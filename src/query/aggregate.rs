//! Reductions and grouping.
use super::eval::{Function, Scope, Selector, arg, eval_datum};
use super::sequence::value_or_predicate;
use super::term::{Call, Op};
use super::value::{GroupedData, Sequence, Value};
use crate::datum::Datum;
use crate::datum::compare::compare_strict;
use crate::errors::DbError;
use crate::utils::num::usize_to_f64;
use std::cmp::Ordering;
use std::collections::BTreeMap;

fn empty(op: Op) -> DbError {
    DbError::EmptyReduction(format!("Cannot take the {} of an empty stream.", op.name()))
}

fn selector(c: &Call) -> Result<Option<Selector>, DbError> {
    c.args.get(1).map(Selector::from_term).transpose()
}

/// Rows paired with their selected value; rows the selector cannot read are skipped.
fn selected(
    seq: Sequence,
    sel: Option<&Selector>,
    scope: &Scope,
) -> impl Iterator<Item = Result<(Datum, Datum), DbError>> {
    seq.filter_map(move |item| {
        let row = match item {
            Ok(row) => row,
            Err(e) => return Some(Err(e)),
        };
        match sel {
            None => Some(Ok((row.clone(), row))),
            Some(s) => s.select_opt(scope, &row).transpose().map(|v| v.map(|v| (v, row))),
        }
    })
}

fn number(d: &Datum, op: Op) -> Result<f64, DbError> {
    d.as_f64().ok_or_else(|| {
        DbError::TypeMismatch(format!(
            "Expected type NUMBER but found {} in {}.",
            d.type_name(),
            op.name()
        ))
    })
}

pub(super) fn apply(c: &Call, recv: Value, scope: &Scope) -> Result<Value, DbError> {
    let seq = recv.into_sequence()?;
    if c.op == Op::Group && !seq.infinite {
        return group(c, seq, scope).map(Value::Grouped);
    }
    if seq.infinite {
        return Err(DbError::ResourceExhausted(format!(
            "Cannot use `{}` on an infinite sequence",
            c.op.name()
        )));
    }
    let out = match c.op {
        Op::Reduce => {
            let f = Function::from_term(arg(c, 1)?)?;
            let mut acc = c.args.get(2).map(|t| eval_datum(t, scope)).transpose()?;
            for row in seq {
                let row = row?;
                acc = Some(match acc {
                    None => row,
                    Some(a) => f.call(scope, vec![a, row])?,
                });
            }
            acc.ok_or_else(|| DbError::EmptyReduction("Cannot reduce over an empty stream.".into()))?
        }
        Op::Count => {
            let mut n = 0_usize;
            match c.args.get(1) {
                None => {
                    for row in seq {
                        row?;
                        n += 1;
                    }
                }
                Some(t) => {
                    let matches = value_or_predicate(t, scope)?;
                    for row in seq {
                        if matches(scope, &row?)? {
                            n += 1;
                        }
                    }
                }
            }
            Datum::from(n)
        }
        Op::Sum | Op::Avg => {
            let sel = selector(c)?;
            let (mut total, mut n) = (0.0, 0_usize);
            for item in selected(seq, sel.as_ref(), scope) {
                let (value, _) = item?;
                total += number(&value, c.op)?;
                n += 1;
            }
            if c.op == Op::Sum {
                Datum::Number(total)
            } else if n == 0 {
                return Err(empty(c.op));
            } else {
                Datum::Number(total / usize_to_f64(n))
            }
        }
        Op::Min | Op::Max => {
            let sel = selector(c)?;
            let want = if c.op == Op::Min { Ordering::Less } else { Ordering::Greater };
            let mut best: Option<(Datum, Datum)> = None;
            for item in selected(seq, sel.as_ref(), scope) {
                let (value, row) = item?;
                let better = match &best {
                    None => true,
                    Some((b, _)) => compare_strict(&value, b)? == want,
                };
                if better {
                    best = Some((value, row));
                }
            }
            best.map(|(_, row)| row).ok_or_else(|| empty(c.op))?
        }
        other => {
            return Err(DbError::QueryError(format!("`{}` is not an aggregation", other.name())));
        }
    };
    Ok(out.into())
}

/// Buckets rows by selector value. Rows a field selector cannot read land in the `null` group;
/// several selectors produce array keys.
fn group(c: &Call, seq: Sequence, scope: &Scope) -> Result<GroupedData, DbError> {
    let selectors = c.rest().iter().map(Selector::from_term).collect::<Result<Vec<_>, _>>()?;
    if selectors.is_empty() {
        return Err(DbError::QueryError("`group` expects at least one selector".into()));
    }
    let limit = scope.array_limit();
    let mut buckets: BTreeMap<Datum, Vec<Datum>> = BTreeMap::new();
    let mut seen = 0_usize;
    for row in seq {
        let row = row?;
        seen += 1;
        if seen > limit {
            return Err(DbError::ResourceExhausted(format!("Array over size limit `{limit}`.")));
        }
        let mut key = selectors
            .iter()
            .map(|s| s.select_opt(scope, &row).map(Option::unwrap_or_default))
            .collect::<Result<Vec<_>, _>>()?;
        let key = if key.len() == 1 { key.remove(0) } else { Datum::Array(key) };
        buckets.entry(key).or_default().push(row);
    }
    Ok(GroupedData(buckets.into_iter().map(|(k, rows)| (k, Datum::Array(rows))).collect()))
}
# # # # # # #
PROBLEM:
Return the data above in full, keeping each line exactly as it stands.

TASK RESULT:
filename src/query/aggregate.rs
//! Reductions and grouping.
use super::eval::{Function, Scope, Selector, arg, eval_datum};
use super::sequence::value_or_predicate;
use super::term::{Call, Op};
use super::value::{GroupedData, Sequence, Value};
use crate::datum::Datum;
use crate::datum::compare::compare_strict;
use crate::errors::DbError;
use crate::utils::num::usize_to_f64;
use std::cmp::Ordering;
use std::collections::BTreeMap;

fn empty(op: Op) -> DbError {
    DbError::EmptyReduction(format!("Cannot take the {} of an empty stream.", op.name()))
}

fn selector(c: &Call) -> Result<Option<Selector>, DbError> {
    c.args.get(1).map(Selector::from_term).transpose()
}

/// Rows paired with their selected value; rows the selector cannot read are skipped.
fn selected(
    seq: Sequence,
    sel: Option<&Selector>,
    scope: &Scope,
) -> impl Iterator<Item = Result<(Datum, Datum), DbError>> {
    seq.filter_map(move |item| {
        let row = match item {
            Ok(row) => row,
            Err(e) => return Some(Err(e)),
        };
        match sel {
            None => Some(Ok((row.clone(), row))),
            Some(s) => s.select_opt(scope, &row).transpose().map(|v| v.map(|v| (v, row))),
        }
    })
}

fn number(d: &Datum, op: Op) -> Result<f64, DbError> {
    d.as_f64().ok_or_else(|| {
        DbError::TypeMismatch(format!(
            "Expected type NUMBER but found {} in {}.",
            d.type_name(),
            op.name()
        ))
    })
}

pub(super) fn apply(c: &Call, recv: Value, scope: &Scope) -> Result<Value, DbError> {
    let seq = recv.into_sequence()?;
    if c.op == Op::Group && !seq.infinite {
        return group(c, seq, scope).map(Value::Grouped);
    }
    if seq.infinite {
        return Err(DbError::ResourceExhausted(format!(
            "Cannot use `{}` on an infinite sequence",
            c.op.name()
        )));
    }
    let out = match c.op {
        Op::Reduce => {
            let f = Function::from_term(arg(c, 1)?)?;
            let mut acc = c.args.get(2).map(|t| eval_datum(t, scope)).transpose()?;
            for row in seq {
                let row = row?;
                acc = Some(match acc {
                    None => row,
                    Some(a) => f.call(scope, vec![a, row])?,
                });
            }
            acc.ok_or_else(|| DbError::EmptyReduction("Cannot reduce over an empty stream.".into()))?
        }
        Op::Count => {
            let mut n = 0_usize;
            match c.args.get(1) {
                None => {
                    for row in seq {
                        row?;
                        n += 1;
                    }
                }
                Some(t) => {
                    let matches = value_or_predicate(t, scope)?;
                    for row in seq {
                        if matches(scope, &row?)? {
                            n += 1;
                        }
                    }
                }
            }
            Datum::from(n)
        }
        Op::Sum | Op::Avg => {
            let sel = selector(c)?;
            let (mut total, mut n) = (0.0, 0_usize);
            for item in selected(seq, sel.as_ref(), scope) {
                let (value, _) = item?;
                total += number(&value, c.op)?;
                n += 1;
            }
            if c.op == Op::Sum {
                Datum::Number(total)
            } else if n == 0 {
                return Err(empty(c.op));
            } else {
                Datum::Number(total / usize_to_f64(n))
            }
        }
        Op::Min | Op::Max => {
            let sel = selector(c)?;
            let want = if c.op == Op::Min { Ordering::Less } else { Ordering::Greater };
            let mut best: Option<(Datum, Datum)> = None;
            for item in selected(seq, sel.as_ref(), scope) {
                let (value, row) = item?;
                let better = match &best {
                    None => true,
                    Some((b, _)) => compare_strict(&value, b)? == want,
                };
                if better {
                    best = Some((value, row));
                }
            }
            best.map(|(_, row)| row).ok_or_else(|| empty(c.op))?
        }
        other => {
            return Err(DbError::QueryError(format!("`{}` is not an aggregation", other.name())));
        }
    };
    Ok(out.into())
}

/// Buckets rows by selector value. Rows a field selector cannot read land in the `null` group;
/// several selectors produce array keys.
fn group(c: &Call, seq: Sequence, scope: &Scope) -> Result<GroupedData, DbError> {
    let selectors = c.rest().iter().map(Selector::from_term).collect::<Result<Vec<_>, _>>()?;
    if selectors.is_empty() {
        return Err(DbError::QueryError("`group` expects at least one selector".into()));
    }
    let limit = scope.array_limit();
    let mut buckets: BTreeMap<Datum, Vec<Datum>> = BTreeMap::new();
    let mut seen = 0_usize;
    for row in seq {
        let row = row?;
        seen += 1;
        if seen > limit {
            return Err(DbError::ResourceExhausted(format!("Array over size limit `{limit}`.")));
        }
        let mut key = selectors
            .iter()
            .map(|s| s.select_opt(scope, &row).map(Option::unwrap_or_default))
            .collect::<Result<Vec<_>, _>>()?;
        let key = if key.len() == 1 { key.remove(0) } else { Datum::Array(key) };
        buckets.entry(key).or_default().push(row);
    }
    Ok(GroupedData(buckets.into_iter().map(|(k, rows)| (k, Datum::Array(rows))).collect()))
}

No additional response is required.